I have a profound belief in the power of gratitude. People like Louise Haye, Wayne Dyer and the Abraham-Hicks people, most modern mystics, all talk about the power of attraction. In other words ... we bring to us what we focus on. Serge Kahili King, who teaches Hawiian mysticism, expreses it this way: "Energy flows where attention goes." Using this theory, the toxic form of envy is not only ugly and unpleasant, it's counter-productive. In toxic envy you are focused on what you don't have.... and you continue to draw not having to you. And it's just an unpleasant way to live.
I think I've always been prone to gratitude and being positive, but some years back when I was at one of my lowest points - I was out of work, out of pension, living under the power of a stingy and mean-spirited landlord, not yet ready to face the truth of how disabled I was or willing to reach out for help... my life was a real mess - I came across an essay called Thank You for Everything that had a powerful impact on me. It was written by a man named Alan Cohen and talked about a mantra taught to him by a wise teacher. It goes "Thank you for everything. I have no complaints whatsoever." I practiced it constantly. The worse things got the more I gave thanks for them. Two strange things happened. First, when I gave thanks for something - even if I didn't quite mean it - my attitude changed. I found I didn't feel so bad about it. Secondly, my life began to shift. I dont' know if it's true or not, but I think that when we give gratitude for even things that seem like disasters, it opens a path for the Universe to be creatively generous, to move beyond. Resenting our situation, wallowing in us, glues it to us and us to it. Which sort of brings me back to envy... (I know, I digressed. I always digress. I can't help myself.) Anyway, oddly, I think Toxic Envy really is among the most destructive emotional states we can experience. It carries within it a bit of many of the other sins: lust for what other s have, anger that they have it, greed, pride (inverse pride, maybe, but pride). It's ugly and in it's toxic form can eat away at your spirit and your joy.

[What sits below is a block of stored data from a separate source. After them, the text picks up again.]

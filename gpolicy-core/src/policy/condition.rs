//! Policy conditions and the typed violations delivered to consumers.

use std::fmt;
use std::ops::BitOr;

use chrono::{DateTime, Utc};
use serde::{Deserialize, Serialize};

/// One monitored violation category.
///
/// The variant is the join key between a threshold configuration, the native
/// condition bitmask and the events handed to the consumer.
#[derive(Debug, Clone, Copy, PartialEq, Eq, Hash, Serialize, Deserialize)]
#[serde(rename_all = "snake_case")]
pub enum PolicyCondition {
    /// Double-bit (uncorrectable) ECC error
    DoubleBitEcc,
    /// PCIe replay / link error
    Pcie,
    /// Retired page count above limit
    MaxRetiredPages,
    /// Temperature above limit
    Thermal,
    /// Power draw above limit
    Power,
    /// XID error reported by the driver
    Xid,
}

impl PolicyCondition {
    /// Every condition, in canonical application order.
    pub const ALL: [PolicyCondition; 6] = [
        PolicyCondition::DoubleBitEcc,
        PolicyCondition::Pcie,
        PolicyCondition::MaxRetiredPages,
        PolicyCondition::Thermal,
        PolicyCondition::Power,
        PolicyCondition::Xid,
    ];

    /// Native condition bit.
    pub const fn bit(self) -> u32 {
        match self {
            PolicyCondition::DoubleBitEcc => 0x01,
            PolicyCondition::Pcie => 0x02,
            PolicyCondition::MaxRetiredPages => 0x04,
            PolicyCondition::Thermal => 0x08,
            PolicyCondition::Power => 0x10,
            // 0x20 is NVLink, which this subsystem does not watch
            PolicyCondition::Xid => 0x40,
        }
    }

    /// Slot in the native parameter table.
    pub const fn param_index(self) -> usize {
        match self {
            PolicyCondition::DoubleBitEcc => 0,
            PolicyCondition::Pcie => 1,
            PolicyCondition::MaxRetiredPages => 2,
            PolicyCondition::Thermal => 3,
            PolicyCondition::Power => 4,
            PolicyCondition::Xid => 6,
        }
    }

    /// Dense position in [`PolicyCondition::ALL`].
    pub const fn ordinal(self) -> usize {
        match self {
            PolicyCondition::DoubleBitEcc => 0,
            PolicyCondition::Pcie => 1,
            PolicyCondition::MaxRetiredPages => 2,
            PolicyCondition::Thermal => 3,
            PolicyCondition::Power => 4,
            PolicyCondition::Xid => 5,
        }
    }

    /// Resolve a native condition value carrying exactly one known bit.
    pub fn from_bit(bits: u32) -> Option<Self> {
        Self::ALL.into_iter().find(|c| c.bit() == bits)
    }

    /// Whether the condition carries a numeric threshold.
    pub const fn has_threshold(self) -> bool {
        matches!(
            self,
            PolicyCondition::MaxRetiredPages | PolicyCondition::Thermal | PolicyCondition::Power
        )
    }

    /// Metric label
    pub const fn label(self) -> &'static str {
        match self {
            PolicyCondition::DoubleBitEcc => "dbe",
            PolicyCondition::Pcie => "pcie",
            PolicyCondition::MaxRetiredPages => "maxrtpg",
            PolicyCondition::Thermal => "thermal",
            PolicyCondition::Power => "power",
            PolicyCondition::Xid => "xid",
        }
    }
}

impl fmt::Display for PolicyCondition {
    fn fmt(&self, f: &mut fmt::Formatter<'_>) -> fmt::Result {
        match self {
            PolicyCondition::DoubleBitEcc => write!(f, "Double-bit ECC Error"),
            PolicyCondition::Pcie => write!(f, "PCI Error"),
            PolicyCondition::MaxRetiredPages => write!(f, "Max Retired Pages Limit"),
            PolicyCondition::Thermal => write!(f, "Thermal Limit"),
            PolicyCondition::Power => write!(f, "Power Limit"),
            PolicyCondition::Xid => write!(f, "XID Error"),
        }
    }
}

/// Native condition bitmask
#[derive(Debug, Clone, Copy, PartialEq, Eq, Hash, Default, Serialize, Deserialize)]
pub struct ConditionMask(u32);

impl ConditionMask {
    /// Mask with no condition set
    pub const EMPTY: ConditionMask = ConditionMask(0);

    /// Wrap raw native bits as-is.
    pub const fn from_bits(bits: u32) -> Self {
        Self(bits)
    }

    /// Raw native bits
    pub const fn bits(self) -> u32 {
        self.0
    }

    pub const fn contains(self, condition: PolicyCondition) -> bool {
        self.0 & condition.bit() != 0
    }

    pub fn insert(&mut self, condition: PolicyCondition) {
        self.0 |= condition.bit();
    }

    pub const fn is_empty(self) -> bool {
        self.0 == 0
    }

    /// Number of known conditions set in the mask
    pub fn len(self) -> usize {
        self.iter().count()
    }

    /// Set conditions in canonical order.
    pub fn iter(self) -> impl Iterator<Item = PolicyCondition> {
        PolicyCondition::ALL
            .into_iter()
            .filter(move |c| self.contains(*c))
    }
}

impl From<PolicyCondition> for ConditionMask {
    fn from(condition: PolicyCondition) -> Self {
        Self(condition.bit())
    }
}

impl BitOr for ConditionMask {
    type Output = ConditionMask;

    fn bitor(self, rhs: Self) -> Self::Output {
        Self(self.0 | rhs.0)
    }
}

impl BitOr<PolicyCondition> for ConditionMask {
    type Output = ConditionMask;

    fn bitor(self, rhs: PolicyCondition) -> Self::Output {
        Self(self.0 | rhs.bit())
    }
}

impl FromIterator<PolicyCondition> for ConditionMask {
    fn from_iter<I: IntoIterator<Item = PolicyCondition>>(iter: I) -> Self {
        let mut mask = ConditionMask::EMPTY;
        for condition in iter {
            mask.insert(condition);
        }
        mask
    }
}

impl fmt::Display for ConditionMask {
    fn fmt(&self, f: &mut fmt::Formatter<'_>) -> fmt::Result {
        write!(f, "{:#04x}", self.0)
    }
}

/// Memory location of a double-bit ECC error
#[derive(Debug, Clone, Copy, PartialEq, Eq, Serialize, Deserialize)]
pub enum DbeLocation {
    L1,
    L2,
    Device,
    Register,
    Texture,
    Unknown,
}

impl DbeLocation {
    /// Decode the native location code.
    pub fn from_raw(location: u32) -> Self {
        match location {
            0 => DbeLocation::L1,
            1 => DbeLocation::L2,
            2 => DbeLocation::Device,
            3 => DbeLocation::Register,
            4 => DbeLocation::Texture,
            _ => DbeLocation::Unknown,
        }
    }
}

impl fmt::Display for DbeLocation {
    fn fmt(&self, f: &mut fmt::Formatter<'_>) -> fmt::Result {
        match self {
            DbeLocation::L1 => write!(f, "L1"),
            DbeLocation::L2 => write!(f, "L2"),
            DbeLocation::Device => write!(f, "Device"),
            DbeLocation::Register => write!(f, "Register"),
            DbeLocation::Texture => write!(f, "Texture"),
            DbeLocation::Unknown => write!(f, "N/A"),
        }
    }
}

/// Double-bit ECC violation details
#[derive(Debug, Clone, PartialEq, Eq, Serialize, Deserialize)]
pub struct DbeViolation {
    pub location: DbeLocation,
    pub num_errors: u32,
    pub gpu_id: u32,
}

/// PCIe violation details
#[derive(Debug, Clone, PartialEq, Eq, Serialize, Deserialize)]
pub struct PcieViolation {
    pub replay_counter: u32,
    pub gpu_id: u32,
}

/// Retired pages violation details
#[derive(Debug, Clone, PartialEq, Eq, Serialize, Deserialize)]
pub struct RetiredPagesViolation {
    pub sbe_pages: u32,
    pub dbe_pages: u32,
    pub gpu_id: u32,
}

/// Thermal violation details
#[derive(Debug, Clone, PartialEq, Eq, Serialize, Deserialize)]
pub struct ThermalViolation {
    /// Temperature that triggered the violation, in Celsius
    pub thermal_violation: u32,
    pub gpu_id: u32,
}

/// Power violation details
#[derive(Debug, Clone, PartialEq, Eq, Serialize, Deserialize)]
pub struct PowerViolation {
    /// Power draw that triggered the violation, in Watts
    pub power_violation: u32,
    pub gpu_id: u32,
}

/// XID violation details
#[derive(Debug, Clone, PartialEq, Eq, Serialize, Deserialize)]
pub struct XidViolation {
    pub err_num: u32,
    pub gpu_id: u32,
}

/// Condition-specific violation payload
#[derive(Debug, Clone, PartialEq, Eq, Serialize, Deserialize)]
#[serde(tag = "kind", rename_all = "snake_case")]
pub enum ViolationData {
    DoubleBitEcc(DbeViolation),
    Pcie(PcieViolation),
    MaxRetiredPages(RetiredPagesViolation),
    Thermal(ThermalViolation),
    Power(PowerViolation),
    Xid(XidViolation),
}

impl ViolationData {
    /// Condition this payload belongs to
    pub fn condition(&self) -> PolicyCondition {
        match self {
            ViolationData::DoubleBitEcc(_) => PolicyCondition::DoubleBitEcc,
            ViolationData::Pcie(_) => PolicyCondition::Pcie,
            ViolationData::MaxRetiredPages(_) => PolicyCondition::MaxRetiredPages,
            ViolationData::Thermal(_) => PolicyCondition::Thermal,
            ViolationData::Power(_) => PolicyCondition::Power,
            ViolationData::Xid(_) => PolicyCondition::Xid,
        }
    }

    /// Device that reported the violation
    pub fn gpu_id(&self) -> u32 {
        match self {
            ViolationData::DoubleBitEcc(v) => v.gpu_id,
            ViolationData::Pcie(v) => v.gpu_id,
            ViolationData::MaxRetiredPages(v) => v.gpu_id,
            ViolationData::Thermal(v) => v.gpu_id,
            ViolationData::Power(v) => v.gpu_id,
            ViolationData::Xid(v) => v.gpu_id,
        }
    }
}

/// One occurrence of a policy condition being exceeded.
///
/// Built only by the callback decoder; never mutated afterwards.
#[derive(Debug, Clone, PartialEq, Eq, Serialize, Deserialize)]
pub struct Violation {
    pub condition: PolicyCondition,
    /// Native timestamp truncated to whole seconds
    pub timestamp: DateTime<Utc>,
    pub data: ViolationData,
}

impl fmt::Display for Violation {
    fn fmt(&self, f: &mut fmt::Formatter<'_>) -> fmt::Result {
        write!(
            f,
            "{} on GPU{} at {}",
            self.condition,
            self.data.gpu_id(),
            self.timestamp
        )
    }
}

#[cfg(test)]
mod tests {
    use super::*;

    #[test]
    fn test_condition_bits_are_distinct() {
        let all: ConditionMask = PolicyCondition::ALL.into_iter().collect();
        assert_eq!(all.bits(), 0x5f);
        assert_eq!(all.len(), 6);
    }

    #[test]
    fn test_from_bit_requires_single_known_bit() {
        assert_eq!(PolicyCondition::from_bit(0x10), Some(PolicyCondition::Power));
        assert_eq!(PolicyCondition::from_bit(0x40), Some(PolicyCondition::Xid));
        assert_eq!(PolicyCondition::from_bit(0x20), None);
        assert_eq!(PolicyCondition::from_bit(0x18), None);
        assert_eq!(PolicyCondition::from_bit(0), None);
    }

    #[test]
    fn test_mask_iterates_in_canonical_order() {
        let mask = ConditionMask::from(PolicyCondition::Xid)
            | PolicyCondition::Thermal
            | PolicyCondition::DoubleBitEcc;
        let order: Vec<_> = mask.iter().collect();
        assert_eq!(
            order,
            vec![
                PolicyCondition::DoubleBitEcc,
                PolicyCondition::Thermal,
                PolicyCondition::Xid
            ]
        );
    }

    #[test]
    fn test_dbe_location() {
        assert_eq!(DbeLocation::from_raw(2), DbeLocation::Device);
        assert_eq!(DbeLocation::from_raw(99).to_string(), "N/A");
    }

    #[test]
    fn test_condition_display() {
        assert_eq!(PolicyCondition::MaxRetiredPages.to_string(), "Max Retired Pages Limit");
        assert_eq!(PolicyCondition::Pcie.to_string(), "PCI Error");
    }

    #[test]
    fn test_violation_json_shape() {
        let violation = Violation {
            condition: PolicyCondition::Power,
            timestamp: DateTime::from_timestamp(1_700_000_000, 0).unwrap(),
            data: ViolationData::Power(PowerViolation {
                power_violation: 312,
                gpu_id: 3,
            }),
        };

        let json = serde_json::to_value(&violation).unwrap();
        assert_eq!(json["data"]["kind"], "power");
        assert_eq!(json["data"]["gpu_id"], 3);
        assert_eq!(json["timestamp"], "2023-11-14T22:13:20Z");
        assert_eq!(violation.to_string(), "Power Limit on GPU3 at 2023-11-14 22:13:20 UTC");
    }
}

That said, I think we should be careful not to confuse toxic envy with a joyful love of life, with seeing something wonderful that someone else has and wanting to have it too, not to lessen them or with resentment of them, but for the joy and delight of expanding your own world and life.
So that's my thoughts on envy. I don't know if I've made any sense or not. Not going to go back an reread, just hope that there's a coherent thought or two here and there.
On another note: Tomorrow from 8:30 to 9:30 you might want to participate in something called "Earth Hour," an effort to focus on global warming. For one hour, you are asked to take the simple step of turning your lights off. That's it. Save an hours worth of energy... multiplied by hopefully a million other people around the world. Not much of a sacrifice and good food for thought.